Starchitect Duangrit Bunnag, 49, landed himself in hot water not once, but twice late last year: firstly as an outspoken critic of the government’s proposed Chao Phraya River promenade project; and then for announcing its alleged plans to close Knowledge Management and Development (OKMD), the public organization which oversees TCDC. BK caught up with him to get the latest on these developments.
What’s the status of the TCDC?
We don’t know what will transpire. The government just revoked the Prime Minister’s Office’s creative economy act. They’re talking about stimulating the economy, but there’s no engine to make that happen. Tourism has its limits. So, why would you put an end to the creative economy, an initiative that’s been supported by many previous governments?
How do you feel about the government’s decision?
I’m pretty sick of them, to be honest. They don’t really care about how to drive the economy; they’re just trying to survive the immediate political situation. Even though they’re a temporary government, they need to be thinking long-term. The current government wasn’t voted in—they aren’t the people’s representative, so they don’t know what the people want. They are all public servants. They’re on the payroll, so they don’t really care what the economy is like.
Have you tried to broach this topic with them?
They manage everything in a bureaucratic style. They don’t need to listen to us because there is no system to force them to listen to us. I don’t want to form a mob. It’s an outdated form of protest, and past experience shows that taking to the streets doesn’t help. We’re just voicing our opinion; if people agree with us, we can make some impact.
You’re also opposed to the government’s riverfront promenade project. Can you update us on this matter?
It’s all about corruption, stemming from the Bangkok Metropolitan Administration’s [BMA] public works department and flowing over to the government. It’s plain to see. The Chao Phraya River has its unique character. If you cover it with development, who will appreciate its charms? They want to rush this project when, in fact, it requires a lengthy study of at least 5-10 years by city planners, not engineers and architects. If the promenade causes great damage to the river and its nearby communities, who will be held responsible? [Update: Last week, BMA’s public works department agreed to sign a B120-million contract with King Mongkut’s Institute of Technology Ladkrabang to act as advisor on the study of the river promenade project over a period of seven months.]

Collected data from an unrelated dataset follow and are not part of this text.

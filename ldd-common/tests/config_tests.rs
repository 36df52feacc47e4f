//! Tests for configuration loading and data folder resolution
//!
//! Tests that manipulate LDD_DATA_FOLDER are marked with #[serial]
//! so they do not race each other on the process environment.

use ldd_common::config::{
    database_path, default_data_folder, resolve_data_folder, TomlConfig, DATA_FOLDER_ENV,
};
use serial_test::serial;
use std::env;
use std::path::{Path, PathBuf};
use tempfile::TempDir;

#[test]
fn test_full_toml_parses() {
    let text = r#"
        bind_address = "127.0.0.1"
        port = 8080
        data_folder = "/srv/ldd"
        api_key = "node-key"
        admin_key = "admin-key"
        utc_offset_minutes = 120
        subscriber_queue = 4
        keep_alive_secs = 30
        history_limit = 50

        [logging]
        level = "debug"
    "#;

    let config = TomlConfig::from_toml_str(text).unwrap();
    assert_eq!(config.bind_address.as_deref(), Some("127.0.0.1"));
    assert_eq!(config.port, Some(8080));
    assert_eq!(config.data_folder, Some(PathBuf::from("/srv/ldd")));
    assert_eq!(config.api_key.as_deref(), Some("node-key"));
    assert_eq!(config.admin_key.as_deref(), Some("admin-key"));
    assert_eq!(config.utc_offset_minutes, Some(120));
    assert_eq!(config.subscriber_queue, 4);
    assert_eq!(config.keep_alive_secs, 30);
    assert_eq!(config.history_limit, 50);
    assert_eq!(config.logging.level, "debug");
}

#[test]
fn test_malformed_toml_is_config_error() {
    let err = TomlConfig::from_toml_str("port = \"not a number\"").unwrap_err();
    assert!(err.to_string().starts_with("Configuration error"));
}

#[test]
fn test_load_explicit_file() {
    let temp_dir = TempDir::new().unwrap();
    let path = temp_dir.path().join("ldd-hub.toml");
    std::fs::write(&path, "port = 5999\n").unwrap();

    let config = TomlConfig::load(Some(&path)).unwrap();
    assert_eq!(config.port, Some(5999));
}

#[test]
fn test_load_missing_explicit_file_fails() {
    let temp_dir = TempDir::new().unwrap();
    let path = temp_dir.path().join("absent.toml");
    assert!(TomlConfig::load(Some(&path)).is_err());
}

#[test]
#[serial]
fn test_cli_argument_wins() {
    env::set_var(DATA_FOLDER_ENV, "/tmp/ldd-env");
    let toml = TomlConfig {
        data_folder: Some(PathBuf::from("/tmp/ldd-toml")),
        ..TomlConfig::default()
    };

    let folder = resolve_data_folder(Some(Path::new("/tmp/ldd-cli")), &toml);
    assert_eq!(folder, PathBuf::from("/tmp/ldd-cli"));

    env::remove_var(DATA_FOLDER_ENV);
}

#[test]
#[serial]
fn test_environment_beats_toml() {
    env::set_var(DATA_FOLDER_ENV, "/tmp/ldd-env");
    let toml = TomlConfig {
        data_folder: Some(PathBuf::from("/tmp/ldd-toml")),
        ..TomlConfig::default()
    };

    assert_eq!(resolve_data_folder(None, &toml), PathBuf::from("/tmp/ldd-env"));

    env::remove_var(DATA_FOLDER_ENV);
}

#[test]
#[serial]
fn test_toml_beats_default() {
    env::remove_var(DATA_FOLDER_ENV);
    let toml = TomlConfig {
        data_folder: Some(PathBuf::from("/tmp/ldd-toml")),
        ..TomlConfig::default()
    };

    assert_eq!(resolve_data_folder(None, &toml), PathBuf::from("/tmp/ldd-toml"));
}

#[test]
#[serial]
fn test_falls_back_to_compiled_default() {
    env::remove_var(DATA_FOLDER_ENV);
    let folder = resolve_data_folder(None, &TomlConfig::default());
    assert_eq!(folder, default_data_folder());
    assert!(database_path(&folder).ends_with("reports.db"));
}
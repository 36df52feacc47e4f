//! Error types for ldd-hub
//!
//! Validation errors go straight back to the caller; storage errors carry
//! the underlying detail for diagnostics. Empty stores are not an error.

use axum::{
    http::StatusCode,
    response::{IntoResponse, Response},
    Json,
};
use serde_json::json;
use thiserror::Error;

/// Core error taxonomy
#[derive(Debug, Error)]
pub enum HubError {
    /// Missing or rejected credential (401)
    #[error("Unauthorized")]
    Unauthorized,

    /// Malformed ingestion body (400)
    #[error("Invalid payload: {0}")]
    InvalidPayload(String),

    /// Category outside the fixed set (400)
    #[error("Invalid category: {0}")]
    InvalidCategory(String),

    /// Persistence layer error (500)
    #[error("Storage failure: {0}")]
    StorageFailure(String),
}

/// Convenience Result type using HubError
pub type HubResult<T> = std::result::Result<T, HubError>;

impl From<sqlx::Error> for HubError {
    fn from(err: sqlx::Error) -> Self {
        HubError::StorageFailure(err.to_string())
    }
}

impl HubError {
    pub fn status_code(&self) -> StatusCode {
        match self {
            HubError::Unauthorized => StatusCode::UNAUTHORIZED,
            HubError::InvalidPayload(_) | HubError::InvalidCategory(_) => StatusCode::BAD_REQUEST,
            HubError::StorageFailure(_) => StatusCode::INTERNAL_SERVER_ERROR,
        }
    }

    pub fn code(&self) -> &'static str {
        match self {
            HubError::Unauthorized => "UNAUTHORIZED",
            HubError::InvalidPayload(_) => "INVALID_PAYLOAD",
            HubError::InvalidCategory(_) => "INVALID_CATEGORY",
            HubError::StorageFailure(_) => "STORAGE_FAILURE",
        }
    }
}

impl IntoResponse for HubError {
    fn into_response(self) -> Response {
        let status = self.status_code();
        let body = Json(json!({
            "error": {
                "code": self.code(),
                "message": self.to_string(),
            }
        }));

        (status, body).into_response()
    }
}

So what does Bangkok really need?
We need someone with leadership. It’s not about authority, it’s about taking responsibility. If there’s a flood, they should say “OK, we will handle this” instead of telling us to go live in the mountains. The junta said they will clamp down on corruption. Have you seen any positive progress? When there’s no accountability, how can we believe progress has been made?
How we can we begin to solve these problems?
Thais are stuck on appearances. If there’s a corruption case, let’s blame someone and get rid of them. But the fact is, the corruption doesn’t end there. For example, the rice scheme. It might be true that there was corruption under the Yingluck government, but the problem runs much deeper than that. It started from our public servants providing poor rice seeds that required chemical fertilizers and pesticides. The farmers needed to take out loans to buy chemicals then needed the guaranteed money from the rice scheme to pay back their debts. Why don’t we talk about this hidden corruption?